After obtaining informed consent, medical record review was used to obtain details from the physical exam at the time of admission (e.g., Glasgow Coma Score for assessment of consciousness), as well as age, sex, ethnicity, psychiatric history, medical history, and medications (both home medications and those given during hospital admission). Details of traumatic injury were collected, including time since injury, mechanism of injury, location of injury, and associated symptoms (e.g., amnesia, emesis, seizures, weakness, loss of consciousness).

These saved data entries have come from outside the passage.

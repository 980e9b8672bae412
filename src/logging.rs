use tracing_subscriber::{fmt, prelude::*, EnvFilter};

/// Install the global subscriber. Logs go to stderr so stdout stays free for
/// previews; `RUST_LOG` overrides the default level.
pub fn init(verbose: bool) {
    let default_level = if verbose { "debug" } else { "info" };
    let filter = EnvFilter::try_from_default_env()
        .unwrap_or_else(|_| EnvFilter::new(default_level));

    let console_layer = fmt::layer().with_target(false).with_writer(std::io::stderr);

    // A second init (e.g. from tests) keeps the first subscriber.
    let _ = tracing_subscriber::registry()
        .with(filter)
        .with(console_layer)
        .try_init();
}
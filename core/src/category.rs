use serde::{Deserialize, Serialize};
use utoipa::ToSchema;

/// Fixed recommendation categories. Free-text labels from the model are
/// folded onto these via [`RecommendationCategory::normalize`].
#[derive(Debug, Clone, Copy, PartialEq, Eq, Hash, Serialize, Deserialize, ToSchema)]
#[serde(rename_all = "lowercase")]
pub enum RecommendationCategory {
    Diet,
    Exercise,
    Lifestyle,
    Medication,
    Monitoring,
    General,
}

impl RecommendationCategory {
    pub const ALL: [RecommendationCategory; 6] = [
        RecommendationCategory::Diet,
        RecommendationCategory::Exercise,
        RecommendationCategory::Lifestyle,
        RecommendationCategory::Medication,
        RecommendationCategory::Monitoring,
        RecommendationCategory::General,
    ];

    pub fn as_str(self) -> &'static str {
        match self {
            RecommendationCategory::Diet => "diet",
            RecommendationCategory::Exercise => "exercise",
            RecommendationCategory::Lifestyle => "lifestyle",
            RecommendationCategory::Medication => "medication",
            RecommendationCategory::Monitoring => "monitoring",
            RecommendationCategory::General => "general",
        }
    }

    /// Display label used in notification messages.
    pub fn label(self) -> &'static str {
        match self {
            RecommendationCategory::Diet => "Diet",
            RecommendationCategory::Exercise => "Exercise",
            RecommendationCategory::Lifestyle => "Lifestyle",
            RecommendationCategory::Medication => "Medication",
            RecommendationCategory::Monitoring => "Monitoring",
            RecommendationCategory::General => "General",
        }
    }

    /// Lenient read of a stored value. Unknown values fall back to `General`.
    pub fn from_db_value(value: &str) -> Self {
        Self::ALL
            .into_iter()
            .find(|category| category.as_str() == value)
            .unwrap_or(RecommendationCategory::General)
    }

    /// Map a free-text category label onto the fixed enumeration.
    ///
    /// Total: unknown or empty input yields `General`, never an error.
    /// Exact synonyms are tried first, then whole-word phrase containment
    /// so labels like "Nutrition & Hydration" still land on `Diet`.
    pub fn normalize(raw: &str) -> Self {
        let normalized = normalize_label(raw);
        if normalized.is_empty() {
            return RecommendationCategory::General;
        }

        if let Some((_, category)) = SYNONYMS.iter().find(|(label, _)| *label == normalized) {
            return *category;
        }

        let padded = format!(" {normalized} ");
        SYNONYMS
            .iter()
            .find(|(label, _)| padded.contains(&format!(" {label} ")))
            .map(|(_, category)| *category)
            .unwrap_or(RecommendationCategory::General)
    }
}

impl std::fmt::Display for RecommendationCategory {
    fn fmt(&self, f: &mut std::fmt::Formatter<'_>) -> std::fmt::Result {
        f.write_str(self.as_str())
    }
}

/// Lowercase, turn separators into spaces and collapse whitespace.
fn normalize_label(raw: &str) -> String {
    raw.to_lowercase()
        .chars()
        .map(|c| if c.is_alphanumeric() { c } else { ' ' })
        .collect::<String>()
        .split_whitespace()
        .collect::<Vec<_>>()
        .join(" ")
}

// Order matters for phrase containment: more specific phrases come first.
const SYNONYMS: &[(&str, RecommendationCategory)] = &[
    ("diet", RecommendationCategory::Diet),
    ("dietary", RecommendationCategory::Diet),
    ("nutrition", RecommendationCategory::Diet),
    ("nutritional", RecommendationCategory::Diet),
    ("food", RecommendationCategory::Diet),
    ("eating", RecommendationCategory::Diet),
    ("meal", RecommendationCategory::Diet),
    ("meals", RecommendationCategory::Diet),
    ("hydration", RecommendationCategory::Diet),
    ("weight management", RecommendationCategory::Diet),
    ("exercise", RecommendationCategory::Exercise),
    ("physical activity", RecommendationCategory::Exercise),
    ("activity", RecommendationCategory::Exercise),
    ("fitness", RecommendationCategory::Exercise),
    ("workout", RecommendationCategory::Exercise),
    ("training", RecommendationCategory::Exercise),
    ("movement", RecommendationCategory::Exercise),
    ("cardio", RecommendationCategory::Exercise),
    ("strength", RecommendationCategory::Exercise),
    ("medication", RecommendationCategory::Medication),
    ("medications", RecommendationCategory::Medication),
    ("medicine", RecommendationCategory::Medication),
    ("prescription", RecommendationCategory::Medication),
    ("drug", RecommendationCategory::Medication),
    ("drugs", RecommendationCategory::Medication),
    ("supplement", RecommendationCategory::Medication),
    ("supplements", RecommendationCategory::Medication),
    ("treatment", RecommendationCategory::Medication),
    ("monitoring", RecommendationCategory::Monitoring),
    ("preventive care", RecommendationCategory::Monitoring),
    ("preventative care", RecommendationCategory::Monitoring),
    ("cardiovascular health", RecommendationCategory::Monitoring),
    ("heart health", RecommendationCategory::Monitoring),
    ("blood pressure", RecommendationCategory::Monitoring),
    ("screening", RecommendationCategory::Monitoring),
    ("checkup", RecommendationCategory::Monitoring),
    ("check up", RecommendationCategory::Monitoring),
    ("follow up", RecommendationCategory::Monitoring),
    ("tracking", RecommendationCategory::Monitoring),
    ("testing", RecommendationCategory::Monitoring),
    ("lifestyle", RecommendationCategory::Lifestyle),
    ("sleep", RecommendationCategory::Lifestyle),
    ("stress", RecommendationCategory::Lifestyle),
    ("stress management", RecommendationCategory::Lifestyle),
    ("mental health", RecommendationCategory::Lifestyle),
    ("wellbeing", RecommendationCategory::Lifestyle),
    ("well being", RecommendationCategory::Lifestyle),
    ("wellness", RecommendationCategory::Lifestyle),
    ("habits", RecommendationCategory::Lifestyle),
    ("smoking", RecommendationCategory::Lifestyle),
    ("smoking cessation", RecommendationCategory::Lifestyle),
    ("alcohol", RecommendationCategory::Lifestyle),
    ("general", RecommendationCategory::General),
    ("other", RecommendationCategory::General),
];

#[cfg(test)]
mod tests {
    use super::RecommendationCategory;

    #[test]
    fn canonical_values_map_to_themselves() {
        for category in RecommendationCategory::ALL {
            assert_eq!(RecommendationCategory::normalize(category.as_str()), category);
        }
    }

    #[test]
    fn model_synonyms_are_folded_case_insensitively() {
        assert_eq!(
            RecommendationCategory::normalize("Nutrition"),
            RecommendationCategory::Diet
        );
        assert_eq!(
            RecommendationCategory::normalize("PHYSICAL ACTIVITY"),
            RecommendationCategory::Exercise
        );
        assert_eq!(
            RecommendationCategory::normalize("fitness"),
            RecommendationCategory::Exercise
        );
        assert_eq!(
            RecommendationCategory::normalize("Preventive Care"),
            RecommendationCategory::Monitoring
        );
        assert_eq!(
            RecommendationCategory::normalize("Cardiovascular Health"),
            RecommendationCategory::Monitoring
        );
        assert_eq!(
            RecommendationCategory::normalize("sleep_hygiene"),
            RecommendationCategory::Lifestyle
        );
    }

    #[test]
    fn compound_labels_match_on_whole_words() {
        assert_eq!(
            RecommendationCategory::normalize("Nutrition & Hydration"),
            RecommendationCategory::Diet
        );
        assert_eq!(
            RecommendationCategory::normalize("  blood-pressure   monitoring "),
            RecommendationCategory::Monitoring
        );
    }

    #[test]
    fn unknown_and_empty_labels_fall_back_to_general() {
        assert_eq!(
            RecommendationCategory::normalize("underwater basket weaving"),
            RecommendationCategory::General
        );
        assert_eq!(
            RecommendationCategory::normalize(""),
            RecommendationCategory::General
        );
        assert_eq!(
            RecommendationCategory::normalize("   ---  "),
            RecommendationCategory::General
        );
    }

    #[test]
    fn normalization_is_total_over_arbitrary_input() {
        let inputs = [
            "underwater basket weaving",
            "🚴",
            "Diet/Exercise",
            "dietitian",
            "x",
            "monitor",
        ];
        for input in inputs {
            let category = RecommendationCategory::normalize(input);
            assert!(RecommendationCategory::ALL.contains(&category));
            assert_ne!(category.as_str(), input);
        }
    }

    #[test]
    fn from_db_value_is_lenient() {
        assert_eq!(
            RecommendationCategory::from_db_value("exercise"),
            RecommendationCategory::Exercise
        );
        assert_eq!(
            RecommendationCategory::from_db_value("bogus"),
            RecommendationCategory::General
        );
    }
}
pub mod health;
pub mod insights;
pub mod notifications;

If clinically indicated, results of cranial imaging (i.e., computed tomography or magnetic resonance imaging) were also extracted from the electronic medical record. REDCap was used to record de-identified participant data across all three centers.
Sub-lingual saliva was collected from all participants using a swab technique within 24 h of injury. For the sTBI group we collected additional samples 24–48 h after injury (n = 9) and >48 h after injury (n = 5). Saliva was collected after tap water rinse (or oral hygiene regimen provided by nurse for intubated patients) using P-157 nucleic acid stabilization swabs (DNA Genotek, Ottawa, ON, Canada). Samples were stored at −20 °C and processed by the Penn State Genomic Sciences Core Facility. Saliva RNA was purified as we have previously reported [20]. RNA quality was assessed using the Agilent 2100 Bioanalyzer (Agilent Technologies, Inc., Santa Clara, CA, USA). The 260/280 ratio and the 260/230 ratio were used to assess RNA quality, and RNA extraction was repeated for any samples where the ratios were less than 2.0. RNA was quantified on an Illumina HiSeq instrument at ~10 million reads per sample. Mature and immature miRNA counts were determined through alignment to the human genome in Partek Flow with the Bowtie1 algorithm. Reads were examined for sequence bias, position bias, and guanosine/cytosine bias in Partek Flow. Raw reads from each sample were quantile normalized to control for inter-individual variation in saliva collection volumes and total RNA content. Sparse miRNAs were filtered, and the features present in raw counts >10 in >50% of samples were interrogated.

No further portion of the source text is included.